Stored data

--------

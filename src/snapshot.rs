//! The materialized leaderboard state and related derived types.
//!
//! Everything in this module is a pure projection of session and
//! transaction state. None of it is ever persisted or treated as a source
//! of truth: a fresh recompute can always rebuild an identical value from
//! the store.

use indexmap::IndexMap;
use serde::{Deserialize, Serialize};

use crate::error::Anomaly;
use crate::model::{EmployeeId, LocationId, Window};

/// One employee's standing on the leaderboard.
///
/// Present for every currently-active employee, even with zero upsells
/// (a zero row is shown, never omitted).
#[derive(Debug, Clone, PartialEq, Eq, Serialize, Deserialize)]
pub struct LeaderboardRow {
    /// The employee this row belongs to.
    pub employee_id: EmployeeId,
    /// Display name shown on the board.
    pub name: String,
    /// Total units upsold inside the snapshot window.
    pub total: u64,
    /// Units per item display name, in first-seen order.
    pub items: IndexMap<String, u64>,
}

impl LeaderboardRow {
    /// A fresh zero row for an active employee.
    pub fn zero(employee_id: EmployeeId, name: impl Into<String>) -> Self {
        Self {
            employee_id,
            name: name.into(),
            total: 0,
            items: IndexMap::new(),
        }
    }
}

/// The ranked leaderboard at a point in time.
///
/// Rows are ordered descending by total; equal totals keep the order the
/// aggregation fold produced them in. The active set the snapshot was
/// computed against is carried alongside so consumers can tell who was
/// clocked in, and `version` increases monotonically per location so
/// consumers can detect staleness.
#[derive(Debug, Clone, PartialEq, Eq, Serialize, Deserialize)]
pub struct Snapshot {
    /// The location this snapshot was computed for.
    pub location_id: LocationId,
    /// Ranked rows, one per active employee.
    pub rows: Vec<LeaderboardRow>,
    /// The employees that were active when the snapshot was computed, in
    /// active-set order.
    pub active: Vec<EmployeeId>,
    /// The time window the totals cover.
    pub window: Window,
    /// Monotonic sequence number, assigned at publication.
    pub version: u64,
    /// Non-fatal data anomalies observed during the recompute.
    pub anomalies: Vec<Anomaly>,
}

impl Snapshot {
    /// Look up a row by employee.
    pub fn row(&self, employee_id: EmployeeId) -> Option<&LeaderboardRow> {
        self.rows.iter().find(|r| r.employee_id == employee_id)
    }
}

/// Location-wide counters for the day, active or not.
///
/// Unlike [`Snapshot`] rows, these include transactions from employees who
/// have since clocked out; they answer "how did the store do today" rather
/// than "who is winning right now".
#[derive(Debug, Clone, PartialEq, Eq, Default, Serialize, Deserialize)]
pub struct DayStats {
    /// Total units upsold across the whole location.
    pub total: u64,
    /// Units per item display name, in menu order.
    pub by_item: IndexMap<String, u64>,
}
#[async_trait]
impl EntityStore for MemoryStore {
    async fn employee(&self, id: EmployeeId) -> Result<Option<Employee>, StoreError> {
        self.check_readable()?;
        Ok(self.rows.read().await.employees.get(&id).cloned())
    }

    async fn open_sessions(&self, location_id: LocationId) -> Result<Vec<Session>, StoreError> {
        self.check_readable()?;
        let rows = self.rows.read().await;
        let mut sessions: Vec<Session> = rows
            .sessions
            .values()
            .filter(|s| s.location_id == location_id && s.is_open())
            .cloned()
            .collect();
        sessions.sort_by_key(|s| s.started_at);
        Ok(sessions)
    }

    async fn menu_items(&self, location_id: LocationId) -> Result<Vec<MenuItem>, StoreError> {
        self.check_readable()?;
        let rows = self.rows.read().await;
        Ok(rows
            .menu_items
            .values()
            .filter(|i| i.location_id == location_id)
            .cloned()
            .collect())
    }

    async fn transactions_in(
        &self,
        location_id: LocationId,
        window: Window,
    ) -> Result<Vec<Transaction>, StoreError> {
        self.check_readable()?;
        let rows = self.rows.read().await;
        let mut transactions: Vec<Transaction> = rows
            .transactions
            .iter()
            .filter(|t| t.location_id == location_id && window.contains(t.created_at))
            .cloned()
            .collect();
        transactions.sort_by_key(|t| t.created_at);
        Ok(transactions)
    }

    async fn insert_employee(&self, employee: Employee) -> Result<(), StoreError> {
        let mut rows = self.rows.write().await;
        rows.employees.insert(employee.id, employee.clone());
        drop(rows);
        self.publish(ChangeEvent {
            table: Table::Employees,
            op: Operation::Insert,
            before: None,
            after: Some(RowData::Employee(employee)),
        });
        Ok(())
    }

    async fn insert_menu_item(&self, item: MenuItem) -> Result<(), StoreError> {
        let mut rows = self.rows.write().await;
        rows.menu_items.insert(item.id, item.clone());
        drop(rows);
        self.publish(ChangeEvent {
            table: Table::MenuItems,
            op: Operation::Insert,
            before: None,
            after: Some(RowData::MenuItem(item)),
        });
        Ok(())
    }

    async fn open_session(&self, session: Session) -> Result<(), StoreError> {
        let mut rows = self.rows.write().await;
        rows.sessions.insert(session.id, session.clone());
        drop(rows);
        self.publish(ChangeEvent {
            table: Table::Sessions,
            op: Operation::Insert,
            before: None,
            after: Some(RowData::Session(session)),
        });
        Ok(())
    }

    async fn close_session(
        &self,
        id: SessionId,
        ended_at: DateTime<Utc>,
    ) -> Result<(), StoreError> {
        let mut rows = self.rows.write().await;
        let session = rows
            .sessions
            .get_mut(&id)
            .ok_or_else(|| StoreError::WriteRejected(format!("no session with id {id}")))?;
        let before = session.clone();
        session.ended_at = Some(ended_at);
        let after = session.clone();
        drop(rows);
        self.publish(ChangeEvent {
            table: Table::Sessions,
            op: Operation::Update,
            before: Some(RowData::Session(before)),
            after: Some(RowData::Session(after)),
        });
        Ok(())
    }

    async fn insert_transaction(&self, transaction: Transaction) -> Result<(), StoreError> {
        let mut rows = self.rows.write().await;
        rows.transactions.push(transaction.clone());
        drop(rows);
        self.publish(ChangeEvent {
            table: Table::Transactions,
            op: Operation::Insert,
            before: None,
            after: Some(RowData::Transaction(transaction)),
        });
        Ok(())
    }

    fn subscribe(&self, table: Table) -> ChangeFeed {
        ChangeFeed {
            inner: BroadcastStream::new(self.feeds[&table].subscribe()),
        }
    }
}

--------

Your objective
List every line above containing the word "clocked".

Exercise answer
/// clocked in, and `version` increases monotonically per location so
/// have since clocked out; they answer "how did the store do today" rather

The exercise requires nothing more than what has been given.